回到洛陽,他就到處求醫問藥,卻一直不見好轉,似乎陰雨連綿等不到晴天。因為要求醫問藥的緣故吧,在洛陽過了兩年,他又移居太白山下,借住在一座茅草屋中。這一時期,得到一位方士的秘製藥丸“玄明膏”,很見效果。但是,不久他父親的死去對他的打擊實在是太大了,因為太悲痛而胃口大壞,藥丸一吃進去就立即被吐了出來,根本無法發揮療效。因此,他的病情不斷加重,最後終於癱瘓,起不了床,像九月的麥子,一旦被浸泡便無法收割和打撈——而人的一生可不就是一季的麥子?然而,在他二十多歲時妻子已經去世,誰又來照顧他呢?這個不能行動的病人,頭發凋落,花朵凋落,樹葉凋落,熱情凋落……他的悲慘命運似乎從很早就已經坐胎成型,一點一點落到實處。在《失群雁》詩中他這樣哀歎:“惆悵驚思悲未已,徘徊自憐中罔極。”實在是那一時期的詩人自況。

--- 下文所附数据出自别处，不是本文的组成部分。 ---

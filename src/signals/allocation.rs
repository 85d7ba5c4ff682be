//! Score shifting, capital allocation and interactive redistribution

use serde::Serialize;
use std::collections::BTreeMap;

/// Percentages are expressed against this base.
pub const FULL_POOL: f64 = 100.0;

/// Tolerance used when checking that a weight set sums to the full pool.
pub const SUM_TOLERANCE: f64 = 1e-6;

#[derive(Debug, Clone, PartialEq, Serialize)]
pub struct AllocationResult {
    /// Amount added to every raw score so the lowest one lands on zero
    pub shift: f64,
    pub adjusted: BTreeMap<String, f64>,
    pub allocations: BTreeMap<String, f64>,
    /// True when the weighted total was zero and the fallback was used
    pub fallback: bool,
}

/// Shift raw scores so the minimum is zero when it is negative.
///
/// Returns the applied shift and the adjusted scores. When every raw score is
/// already non-negative nothing is shifted, so the lowest adjusted score is
/// not necessarily zero.
pub fn shift_scores(raw_scores: &BTreeMap<String, f64>) -> (f64, BTreeMap<String, f64>) {
    let min_score = raw_scores
        .values()
        .copied()
        .fold(f64::INFINITY, f64::min);
    let shift = if min_score.is_finite() && min_score < 0.0 {
        -min_score
    } else {
        0.0
    };
    let adjusted = raw_scores
        .iter()
        .map(|(id, score)| (id.clone(), score + shift))
        .collect();
    (shift, adjusted)
}

/// Distribute `pool` across instruments proportionally to their adjusted
/// scores, optionally blended with per-instrument origin weights.
///
/// Instruments missing from `origin_weights` get a weight of zero. When the
/// weighted total is zero the origin weights are returned unchanged, or an
/// equal split of `pool` when no origin weights are given.
pub fn normalize(
    raw_scores: &BTreeMap<String, f64>,
    origin_weights: Option<&BTreeMap<String, f64>>,
    pool: f64,
) -> AllocationResult {
    let (shift, adjusted) = shift_scores(raw_scores);

    let weighted: BTreeMap<String, f64> = adjusted
        .iter()
        .map(|(id, score)| {
            let weight = match origin_weights {
                Some(origin) => origin.get(id).copied().unwrap_or(0.0),
                None => 1.0,
            };
            (id.clone(), score * weight)
        })
        .collect();
    let total: f64 = weighted.values().sum();

    let (allocations, fallback) = if total == 0.0 {
        let fallback = match origin_weights {
            Some(origin) => adjusted
                .keys()
                .map(|id| (id.clone(), origin.get(id).copied().unwrap_or(0.0)))
                .collect(),
            None => equal_split(adjusted.keys(), pool),
        };
        (fallback, true)
    } else {
        let allocations = weighted
            .iter()
            .map(|(id, w)| (id.clone(), w / total * pool))
            .collect();
        (allocations, false)
    };

    AllocationResult {
        shift,
        adjusted,
        allocations,
        fallback,
    }
}

/// Split `pool` equally across the given ids.
pub fn equal_split<'a, I>(ids: I, pool: f64) -> BTreeMap<String, f64>
where
    I: IntoIterator<Item = &'a String>,
    I::IntoIter: ExactSizeIterator,
{
    let ids = ids.into_iter();
    let count = ids.len();
    if count == 0 {
        return BTreeMap::new();
    }
    let share = pool / count as f64;
    ids.map(|id| (id.clone(), share)).collect()
}

/// Whether a weight set drifts away from summing to the full pool.
pub fn drifts_from_full_pool(weights: &BTreeMap<String, f64>) -> bool {
    let total: f64 = weights.values().sum();
    (total - FULL_POOL).abs() > SUM_TOLERANCE
}

/// Apply a user edit of one recommended percentage while keeping the set
/// summing to 100.
///
/// `new_value` is clamped to `[0, 100]`. The other entries are scaled by
/// `remaining / old_remaining` to keep their proportions, or share
/// `remaining` equally when they cannot be scaled. The result is finally
/// renormalized to absorb floating-point drift.
pub fn redistribute(
    weights: &BTreeMap<String, f64>,
    changed: &str,
    new_value: f64,
) -> BTreeMap<String, f64> {
    let value = new_value.clamp(0.0, FULL_POOL);
    let old_value = weights.get(changed).copied().unwrap_or(0.0);
    let remaining = FULL_POOL - value;
    let old_remaining = FULL_POOL - old_value;

    let others: Vec<&String> = weights.keys().filter(|id| id.as_str() != changed).collect();

    let mut updated: BTreeMap<String, f64> = if others.is_empty() || old_remaining <= 0.0 {
        let share = if others.is_empty() {
            0.0
        } else {
            remaining / others.len() as f64
        };
        others.iter().map(|id| ((*id).clone(), share)).collect()
    } else {
        let factor = remaining / old_remaining;
        others
            .iter()
            .map(|id| ((*id).clone(), weights[id.as_str()] * factor))
            .collect()
    };
    updated.insert(changed.to_string(), value);

    let total: f64 = updated.values().sum();
    if total > 0.0 {
        let scale = FULL_POOL / total;
        for weight in updated.values_mut() {
            *weight *= scale;
        }
    }
    updated
}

好在他是著名詩人,曾結交了不少朋友。因此,家道清寒的他因病隱居之後,也能得到一些可貴的、忘形之交的資助。據文獻記載,讚助過他的人有太子舍人裴瑾之、韋方賢、左史範履冰、水部員外郎獨孤思莊、少府丞舍人內供奉閻知微等人。有了這幫官場友好的資助,他在病情進一步加重的時候,還有能力移居具茨山下,在那裏買了幾十畝土地,引了潁河水繞過房屋四周,大概是為了灌溉之用,供一個蠕蟲一樣即無尊嚴又無生存能力的殘障的詩人種田——一個癱瘓的病患,他要怎樣種田?用什麼辦法?受了多少難為?種的田活了嗎?活了多少?夠不夠吃?……不知道。我們知道的是,現在的官人無論如何是不會費心照顧一個殘障的詩人了,絕對不會了。哪怕是為他湊錢買地讓他難為著種——他們忙著收錢。